=== Exercise data ===
____________________
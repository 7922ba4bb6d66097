use std::sync::atomic::{AtomicU32, Ordering};

use crate::cel::StrokeId;
use crate::color::Rgba;
use crate::config::EngineConfig;

/// Stroke ids are process-wide so a sprite can move between contexts without
/// a stale tag matching a fresh stroke.
static NEXT_STROKE_ID: AtomicU32 = AtomicU32::new(1);

fn next_stroke_id(counter: &AtomicU32) -> StrokeId {
    loop {
        let id = counter.fetch_add(1, Ordering::Relaxed);
        if id != 0 {
            return id;
        }
    }
}

/// Session state handed to every tool call.
#[derive(Debug, Clone)]
pub struct ToolContext {
    /// Brush footprint size in pixels
    pub brush_size: u32,
    /// "Constrain" modifier held (straight line from the last anchor)
    pub constrain: bool,
    /// Active paint color
    pub color: Rgba,
    stroke_id: StrokeId,
}

impl Default for ToolContext {
    fn default() -> Self {
        Self::new(1, Rgba::BLACK)
    }
}

impl ToolContext {
    pub fn new(brush_size: u32, color: Rgba) -> Self {
        Self {
            brush_size,
            constrain: false,
            color,
            stroke_id: 0,
        }
    }

    pub fn from_config(config: &EngineConfig) -> Self {
        Self::new(config.brush_size, config.brush_color)
    }

    /// Maps egui modifier state onto the constrain flag (Shift).
    pub fn set_modifiers(&mut self, modifiers: egui::Modifiers) {
        self.constrain = modifiers.shift;
    }

    /// Id of the most recently started stroke.
    pub fn stroke_id(&self) -> StrokeId {
        self.stroke_id
    }

    /// Issues the id for a new stroke. Never returns 0, which is the tag of
    /// untouched pixels.
    pub(crate) fn begin_stroke(&mut self) -> StrokeId {
        self.stroke_id = next_stroke_id(&NEXT_STROKE_ID);
        self.stroke_id
    }
}

#[cfg(test)]
mod tests {
    use super::*;

    #[test]
    fn stroke_ids_skip_zero_on_wrap() {
        let counter = AtomicU32::new(StrokeId::MAX);
        assert_eq!(next_stroke_id(&counter), StrokeId::MAX);
        assert_eq!(next_stroke_id(&counter), 1);
        assert_eq!(next_stroke_id(&counter), 2);
    }

    #[test]
    fn separate_contexts_never_share_an_id() {
        let mut a = ToolContext::default();
        let mut b = ToolContext::default();
        let first = a.begin_stroke();
        let second = b.begin_stroke();
        assert_ne!(first, second);
        assert_ne!(first, 0);
        assert_eq!(b.stroke_id(), second);
    }

    #[test]
    fn shift_sets_constrain() {
        let mut ctx = ToolContext::default();
        ctx.set_modifiers(egui::Modifiers::SHIFT);
        assert!(ctx.constrain);
        ctx.set_modifiers(egui::Modifiers::NONE);
        assert!(!ctx.constrain);
    }
}
use serde::{Deserialize, Serialize};

use crate::blend::blend_over_with_opacity;
use crate::cel::Cel;
use crate::color::Rgba;
use crate::config::EngineConfig;
use crate::frame::Frame;
use crate::layer::Layer;
use crate::sprite::Sprite;

/// A flattened RGBA image, row-major, 4 bytes per pixel.
#[derive(Clone, PartialEq, Eq)]
pub struct PixelBuffer {
    width: u32,
    height: u32,
    data: Vec<u8>,
}

impl std::fmt::Debug for PixelBuffer {
    fn fmt(&self, f: &mut std::fmt::Formatter<'_>) -> std::fmt::Result {
        f.debug_struct("PixelBuffer")
            .field("width", &self.width)
            .field("height", &self.height)
            .finish()
    }
}

impl PixelBuffer {
    /// A fully transparent buffer.
    pub fn new(width: u32, height: u32) -> Self {
        Self {
            width,
            height,
            data: vec![0; width as usize * height as usize * 4],
        }
    }

    pub fn width(&self) -> u32 {
        self.width
    }

    pub fn height(&self) -> u32 {
        self.height
    }

    pub fn data(&self) -> &[u8] {
        &self.data
    }

    pub fn into_data(self) -> Vec<u8> {
        self.data
    }

    /// Reads a pixel; out-of-bounds reads are transparent black.
    pub fn get_pixel(&self, x: i32, y: i32) -> Rgba {
        if x < 0 || y < 0 || x as u32 >= self.width || y as u32 >= self.height {
            return Rgba::TRANSPARENT;
        }
        let i = (y as usize * self.width as usize + x as usize) * 4;
        Rgba::new(self.data[i], self.data[i + 1], self.data[i + 2], self.data[i + 3])
    }

    /// For upload as an egui texture.
    pub fn to_color_image(&self) -> egui::ColorImage {
        egui::ColorImage::from_rgba_unmultiplied(
            [self.width as usize, self.height as usize],
            &self.data,
        )
    }

    pub fn to_rgba_image(&self) -> image::RgbaImage {
        image::RgbaImage::from_fn(self.width, self.height, |x, y| {
            image::Rgba(self.get_pixel(x as i32, y as i32).to_array())
        })
    }

    fn pixels_mut(&mut self) -> impl Iterator<Item = &mut [u8]> {
        self.data.chunks_exact_mut(4)
    }
}

/// The transparency indicator drawn behind preview renders.
#[derive(Debug, Clone, Copy, PartialEq, Eq, Serialize, Deserialize)]
pub struct Checkerboard {
    /// Edge length of one square, in sprite pixels
    pub cell_size: u32,
    pub light: u8,
    pub dark: u8,
}

impl Default for Checkerboard {
    fn default() -> Self {
        Self {
            cell_size: 8,
            light: 220,
            dark: 180,
        }
    }
}

impl Checkerboard {
    /// Background color at (x, y).
    pub fn color_at(&self, x: u32, y: u32) -> Rgba {
        let size = self.cell_size.max(1);
        let dark = ((x / size) + (y / size)) & 1 == 1;
        let level = if dark { self.dark } else { self.light };
        Rgba::opaque(level, level, level)
    }

    fn fill(&self, buffer: &mut PixelBuffer) {
        let width = buffer.width.max(1);
        for (i, px) in buffer.pixels_mut().enumerate() {
            let (x, y) = (i as u32 % width, i as u32 / width);
            px.copy_from_slice(&self.color_at(x, y).to_array());
        }
    }
}

/// Flattens a sprite frame into a single image.
#[derive(Debug, Clone, Default)]
pub struct Renderer {
    checkerboard: Checkerboard,
}

impl Renderer {
    pub fn new(checkerboard: Checkerboard) -> Self {
        Self { checkerboard }
    }

    pub fn from_config(config: &EngineConfig) -> Self {
        Self::new(config.checkerboard)
    }

    pub fn checkerboard(&self) -> &Checkerboard {
        &self.checkerboard
    }

    /// Preview render: layers composited over the checkerboard.
    pub fn render_frame(&self, sprite: &Sprite, frame: &Frame) -> PixelBuffer {
        let mut out = PixelBuffer::new(sprite.width(), sprite.height());
        self.checkerboard.fill(&mut out);
        composite_layers(&mut out, sprite, frame);
        out
    }

    /// Export render: layers composited over full transparency, so the
    /// checkerboard never ends up in saved output.
    pub fn render_frame_to_image_data(&self, sprite: &Sprite, frame: &Frame) -> PixelBuffer {
        let mut out = PixelBuffer::new(sprite.width(), sprite.height());
        composite_layers(&mut out, sprite, frame);
        out
    }
}

/// [`Renderer::render_frame`] with the default checkerboard.
pub fn render_frame(sprite: &Sprite, frame: &Frame) -> PixelBuffer {
    Renderer::default().render_frame(sprite, frame)
}

/// [`Renderer::render_frame_to_image_data`] with the default settings.
pub fn render_frame_to_image_data(sprite: &Sprite, frame: &Frame) -> PixelBuffer {
    Renderer::default().render_frame_to_image_data(sprite, frame)
}

/// Back to front: layer 0 is the bottom of the stack.
fn composite_layers(out: &mut PixelBuffer, sprite: &Sprite, frame: &Frame) {
    for layer in sprite.layers() {
        if !layer.contributes() {
            continue;
        }
        // no cel yet means nothing painted
        if let Some(cel) = frame.cel(layer.id) {
            composite_cel(out, cel, layer);
        }
    }
}

fn composite_cel(out: &mut PixelBuffer, cel: &Cel, layer: &Layer) {
    if cel.width() != out.width || cel.height() != out.height {
        log::warn!(
            "skipping {}x{} cel of layer {:?} in {}x{} frame",
            cel.width(),
            cel.height(),
            layer.name,
            out.width,
            out.height
        );
        return;
    }
    let opacity = layer.opacity();
    for (dst, src) in out.pixels_mut().zip(cel.pixels().chunks_exact(4)) {
        if src[3] == 0 {
            continue;
        }
        let blended = blend_over_with_opacity(
            Rgba::new(dst[0], dst[1], dst[2], dst[3]),
            Rgba::new(src[0], src[1], src[2], src[3]),
            opacity,
        );
        dst.copy_from_slice(&blended.to_array());
    }
}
____________________
=== What the task asks ===
Report how many lines of the data above include "StrokeId", giving the number and no other words.

=== Exercise result ===
7